▶ [About this task]: Give the lines of the material verbatim, from the first line to the line with "use serde_json::json;", including both.

▶ [Information given]:

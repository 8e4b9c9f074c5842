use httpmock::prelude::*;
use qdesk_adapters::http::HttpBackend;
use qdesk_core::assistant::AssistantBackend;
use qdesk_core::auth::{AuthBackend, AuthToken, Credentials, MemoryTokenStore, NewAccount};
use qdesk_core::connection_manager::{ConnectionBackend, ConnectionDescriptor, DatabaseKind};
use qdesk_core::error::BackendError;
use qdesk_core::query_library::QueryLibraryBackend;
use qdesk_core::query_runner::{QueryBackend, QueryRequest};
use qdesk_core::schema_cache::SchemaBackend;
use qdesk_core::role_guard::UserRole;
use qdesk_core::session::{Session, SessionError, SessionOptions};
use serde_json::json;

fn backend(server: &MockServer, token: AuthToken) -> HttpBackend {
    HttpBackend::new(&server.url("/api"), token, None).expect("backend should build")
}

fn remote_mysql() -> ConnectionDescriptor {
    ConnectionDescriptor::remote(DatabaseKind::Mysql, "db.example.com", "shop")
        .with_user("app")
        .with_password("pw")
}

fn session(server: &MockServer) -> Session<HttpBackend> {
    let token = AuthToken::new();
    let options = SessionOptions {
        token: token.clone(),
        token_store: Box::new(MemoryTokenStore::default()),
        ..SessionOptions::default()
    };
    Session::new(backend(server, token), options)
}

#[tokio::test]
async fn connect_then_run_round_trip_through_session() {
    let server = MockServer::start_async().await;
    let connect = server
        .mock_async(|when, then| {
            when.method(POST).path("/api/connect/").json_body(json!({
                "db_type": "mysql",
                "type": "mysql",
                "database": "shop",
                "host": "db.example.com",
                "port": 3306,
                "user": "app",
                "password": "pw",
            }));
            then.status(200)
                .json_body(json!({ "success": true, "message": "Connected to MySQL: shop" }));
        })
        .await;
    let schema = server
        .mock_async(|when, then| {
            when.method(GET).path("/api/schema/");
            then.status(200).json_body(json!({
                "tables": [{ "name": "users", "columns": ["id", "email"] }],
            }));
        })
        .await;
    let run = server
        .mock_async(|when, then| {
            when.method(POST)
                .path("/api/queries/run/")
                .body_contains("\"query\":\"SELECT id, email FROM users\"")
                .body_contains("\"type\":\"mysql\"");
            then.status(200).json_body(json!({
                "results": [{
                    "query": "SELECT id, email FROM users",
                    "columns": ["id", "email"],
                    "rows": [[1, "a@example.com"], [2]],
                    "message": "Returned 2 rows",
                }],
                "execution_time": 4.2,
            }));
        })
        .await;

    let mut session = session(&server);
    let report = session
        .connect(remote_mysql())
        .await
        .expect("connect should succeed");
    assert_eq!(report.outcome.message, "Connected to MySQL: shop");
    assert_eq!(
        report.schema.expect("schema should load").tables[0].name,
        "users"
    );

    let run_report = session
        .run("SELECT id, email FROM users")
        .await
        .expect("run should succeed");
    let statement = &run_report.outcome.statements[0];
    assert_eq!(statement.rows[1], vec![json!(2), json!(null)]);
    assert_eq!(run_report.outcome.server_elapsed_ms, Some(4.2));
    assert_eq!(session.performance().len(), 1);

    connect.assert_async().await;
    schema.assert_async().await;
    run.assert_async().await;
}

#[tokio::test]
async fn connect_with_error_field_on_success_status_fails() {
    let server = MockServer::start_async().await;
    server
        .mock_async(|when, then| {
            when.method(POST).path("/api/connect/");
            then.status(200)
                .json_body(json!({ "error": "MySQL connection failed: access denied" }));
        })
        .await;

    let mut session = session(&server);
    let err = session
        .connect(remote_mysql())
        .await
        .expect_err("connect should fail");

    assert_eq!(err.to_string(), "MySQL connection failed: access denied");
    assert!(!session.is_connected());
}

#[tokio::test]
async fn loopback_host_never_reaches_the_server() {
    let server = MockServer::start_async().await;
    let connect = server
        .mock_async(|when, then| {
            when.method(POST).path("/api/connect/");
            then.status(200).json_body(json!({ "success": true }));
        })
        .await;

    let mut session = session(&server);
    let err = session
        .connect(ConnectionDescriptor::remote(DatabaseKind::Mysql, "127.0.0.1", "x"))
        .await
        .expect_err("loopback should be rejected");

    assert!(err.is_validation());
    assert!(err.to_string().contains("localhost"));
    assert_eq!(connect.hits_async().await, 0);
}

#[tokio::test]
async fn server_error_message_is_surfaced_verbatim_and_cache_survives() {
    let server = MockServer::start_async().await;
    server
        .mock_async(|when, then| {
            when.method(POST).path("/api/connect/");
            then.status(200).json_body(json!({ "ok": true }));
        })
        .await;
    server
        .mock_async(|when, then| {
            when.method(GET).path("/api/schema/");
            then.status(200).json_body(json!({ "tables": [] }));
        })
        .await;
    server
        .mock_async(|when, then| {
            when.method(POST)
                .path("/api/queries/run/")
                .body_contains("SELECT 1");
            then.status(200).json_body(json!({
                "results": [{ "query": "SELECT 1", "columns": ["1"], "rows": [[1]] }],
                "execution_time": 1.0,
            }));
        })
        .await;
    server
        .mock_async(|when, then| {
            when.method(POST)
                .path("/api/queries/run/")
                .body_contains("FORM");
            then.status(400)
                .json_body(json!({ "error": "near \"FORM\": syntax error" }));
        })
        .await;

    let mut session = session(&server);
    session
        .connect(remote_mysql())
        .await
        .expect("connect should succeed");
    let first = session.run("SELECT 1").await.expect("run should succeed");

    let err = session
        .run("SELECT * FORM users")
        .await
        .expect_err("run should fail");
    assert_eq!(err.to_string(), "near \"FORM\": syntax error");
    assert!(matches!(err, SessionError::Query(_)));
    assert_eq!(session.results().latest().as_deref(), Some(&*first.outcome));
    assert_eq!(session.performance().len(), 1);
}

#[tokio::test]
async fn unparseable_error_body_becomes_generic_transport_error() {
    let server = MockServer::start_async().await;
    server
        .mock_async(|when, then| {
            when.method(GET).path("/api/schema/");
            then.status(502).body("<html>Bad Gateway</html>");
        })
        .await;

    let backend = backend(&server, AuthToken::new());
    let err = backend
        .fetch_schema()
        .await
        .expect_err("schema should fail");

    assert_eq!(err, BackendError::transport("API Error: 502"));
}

▶ [Output for this exercise]:
repository 8e4b9c9f074c5842
use httpmock::prelude::*;
use qdesk_adapters::http::HttpBackend;
use qdesk_core::assistant::AssistantBackend;
use qdesk_core::auth::{AuthBackend, AuthToken, Credentials, MemoryTokenStore, NewAccount};
use qdesk_core::connection_manager::{ConnectionBackend, ConnectionDescriptor, DatabaseKind};
use qdesk_core::error::BackendError;
use qdesk_core::query_library::QueryLibraryBackend;
use qdesk_core::query_runner::{QueryBackend, QueryRequest};
use qdesk_core::schema_cache::SchemaBackend;
use qdesk_core::role_guard::UserRole;
use qdesk_core::session::{Session, SessionError, SessionOptions};
use serde_json::json;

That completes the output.